Try it ▸ Look through the entries below and report every line that has "True".

[Saved data entries]

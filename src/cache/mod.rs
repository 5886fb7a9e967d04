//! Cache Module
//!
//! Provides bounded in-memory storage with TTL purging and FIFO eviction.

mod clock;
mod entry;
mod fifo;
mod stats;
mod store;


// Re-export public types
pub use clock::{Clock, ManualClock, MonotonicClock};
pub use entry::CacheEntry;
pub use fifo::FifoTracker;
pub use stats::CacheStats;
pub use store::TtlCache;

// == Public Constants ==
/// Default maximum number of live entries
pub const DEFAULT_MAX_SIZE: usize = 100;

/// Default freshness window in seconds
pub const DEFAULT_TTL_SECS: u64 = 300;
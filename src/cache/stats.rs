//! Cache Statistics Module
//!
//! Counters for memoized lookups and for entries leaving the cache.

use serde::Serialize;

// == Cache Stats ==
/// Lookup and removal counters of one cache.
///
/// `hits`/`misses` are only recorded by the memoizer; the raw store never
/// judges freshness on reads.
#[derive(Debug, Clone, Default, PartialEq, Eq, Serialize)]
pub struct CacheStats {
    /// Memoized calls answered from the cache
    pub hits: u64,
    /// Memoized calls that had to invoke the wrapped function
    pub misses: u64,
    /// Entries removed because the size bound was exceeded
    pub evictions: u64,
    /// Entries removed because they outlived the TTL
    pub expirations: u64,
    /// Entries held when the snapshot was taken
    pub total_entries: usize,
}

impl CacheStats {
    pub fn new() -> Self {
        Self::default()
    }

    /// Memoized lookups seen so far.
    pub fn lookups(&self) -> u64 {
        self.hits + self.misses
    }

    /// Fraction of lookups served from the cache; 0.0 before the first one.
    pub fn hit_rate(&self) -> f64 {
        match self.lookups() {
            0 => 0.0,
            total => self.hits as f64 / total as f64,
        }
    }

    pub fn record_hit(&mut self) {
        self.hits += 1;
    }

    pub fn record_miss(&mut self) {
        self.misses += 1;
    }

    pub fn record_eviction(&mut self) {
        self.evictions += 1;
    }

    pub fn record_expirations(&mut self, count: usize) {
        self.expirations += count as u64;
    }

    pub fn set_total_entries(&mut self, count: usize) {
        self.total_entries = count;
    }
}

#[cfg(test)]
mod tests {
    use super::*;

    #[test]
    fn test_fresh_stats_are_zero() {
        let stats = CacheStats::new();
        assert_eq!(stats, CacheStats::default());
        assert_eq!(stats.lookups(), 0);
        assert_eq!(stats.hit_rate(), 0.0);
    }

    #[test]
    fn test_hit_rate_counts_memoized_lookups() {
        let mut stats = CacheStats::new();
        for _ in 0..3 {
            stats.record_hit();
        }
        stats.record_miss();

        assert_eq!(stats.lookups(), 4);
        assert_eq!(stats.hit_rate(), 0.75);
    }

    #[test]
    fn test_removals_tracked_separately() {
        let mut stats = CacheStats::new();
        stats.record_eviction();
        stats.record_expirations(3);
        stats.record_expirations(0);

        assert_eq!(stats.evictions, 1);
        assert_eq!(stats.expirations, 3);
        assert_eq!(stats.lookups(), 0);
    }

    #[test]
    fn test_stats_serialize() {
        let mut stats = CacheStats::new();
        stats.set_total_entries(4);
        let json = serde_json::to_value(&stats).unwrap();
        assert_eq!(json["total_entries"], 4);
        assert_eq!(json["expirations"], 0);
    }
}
---
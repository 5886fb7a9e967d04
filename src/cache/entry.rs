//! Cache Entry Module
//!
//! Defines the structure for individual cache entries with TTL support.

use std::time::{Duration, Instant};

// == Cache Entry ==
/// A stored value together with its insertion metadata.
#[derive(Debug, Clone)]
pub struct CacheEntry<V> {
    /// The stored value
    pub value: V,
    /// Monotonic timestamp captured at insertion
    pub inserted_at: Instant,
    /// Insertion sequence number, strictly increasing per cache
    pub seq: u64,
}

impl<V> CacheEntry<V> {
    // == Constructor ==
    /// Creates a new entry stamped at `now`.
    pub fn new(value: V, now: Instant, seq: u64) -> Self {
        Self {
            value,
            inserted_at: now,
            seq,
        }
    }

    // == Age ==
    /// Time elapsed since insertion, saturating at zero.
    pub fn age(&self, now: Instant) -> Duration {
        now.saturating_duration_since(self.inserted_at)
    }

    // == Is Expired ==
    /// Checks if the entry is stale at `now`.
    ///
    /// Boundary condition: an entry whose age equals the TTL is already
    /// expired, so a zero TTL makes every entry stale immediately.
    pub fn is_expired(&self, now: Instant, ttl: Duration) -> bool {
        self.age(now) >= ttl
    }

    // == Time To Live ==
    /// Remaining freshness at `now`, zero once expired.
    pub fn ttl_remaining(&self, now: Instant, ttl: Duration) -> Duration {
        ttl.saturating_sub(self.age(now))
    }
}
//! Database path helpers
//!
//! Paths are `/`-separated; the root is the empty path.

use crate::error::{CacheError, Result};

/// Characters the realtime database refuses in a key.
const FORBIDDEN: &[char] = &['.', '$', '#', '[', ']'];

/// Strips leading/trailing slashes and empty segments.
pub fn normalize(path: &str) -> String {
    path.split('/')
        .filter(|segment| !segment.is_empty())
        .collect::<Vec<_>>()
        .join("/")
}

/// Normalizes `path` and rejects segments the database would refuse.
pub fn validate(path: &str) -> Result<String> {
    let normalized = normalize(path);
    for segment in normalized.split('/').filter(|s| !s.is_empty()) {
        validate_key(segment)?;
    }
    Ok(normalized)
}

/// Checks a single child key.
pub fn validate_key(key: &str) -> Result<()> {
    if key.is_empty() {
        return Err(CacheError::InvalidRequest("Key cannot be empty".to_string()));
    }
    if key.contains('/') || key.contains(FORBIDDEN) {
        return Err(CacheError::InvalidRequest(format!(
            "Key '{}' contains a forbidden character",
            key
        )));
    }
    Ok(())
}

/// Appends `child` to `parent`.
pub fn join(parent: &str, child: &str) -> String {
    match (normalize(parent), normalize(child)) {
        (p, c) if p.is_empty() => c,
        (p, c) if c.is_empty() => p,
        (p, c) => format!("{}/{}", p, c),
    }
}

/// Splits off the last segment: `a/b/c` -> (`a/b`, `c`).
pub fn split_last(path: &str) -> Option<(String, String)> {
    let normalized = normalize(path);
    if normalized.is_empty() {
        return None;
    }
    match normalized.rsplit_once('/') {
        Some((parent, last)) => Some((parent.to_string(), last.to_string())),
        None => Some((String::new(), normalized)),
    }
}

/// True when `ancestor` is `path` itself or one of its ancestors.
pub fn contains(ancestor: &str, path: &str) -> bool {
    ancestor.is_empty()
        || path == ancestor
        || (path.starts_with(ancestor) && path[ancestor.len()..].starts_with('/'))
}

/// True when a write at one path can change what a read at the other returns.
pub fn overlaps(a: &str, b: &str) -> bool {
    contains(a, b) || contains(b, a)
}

Response ▸
/// True when `ancestor` is `path` itself or one of its ancestors.
/// True when a write at one path can change what a read at the other returns.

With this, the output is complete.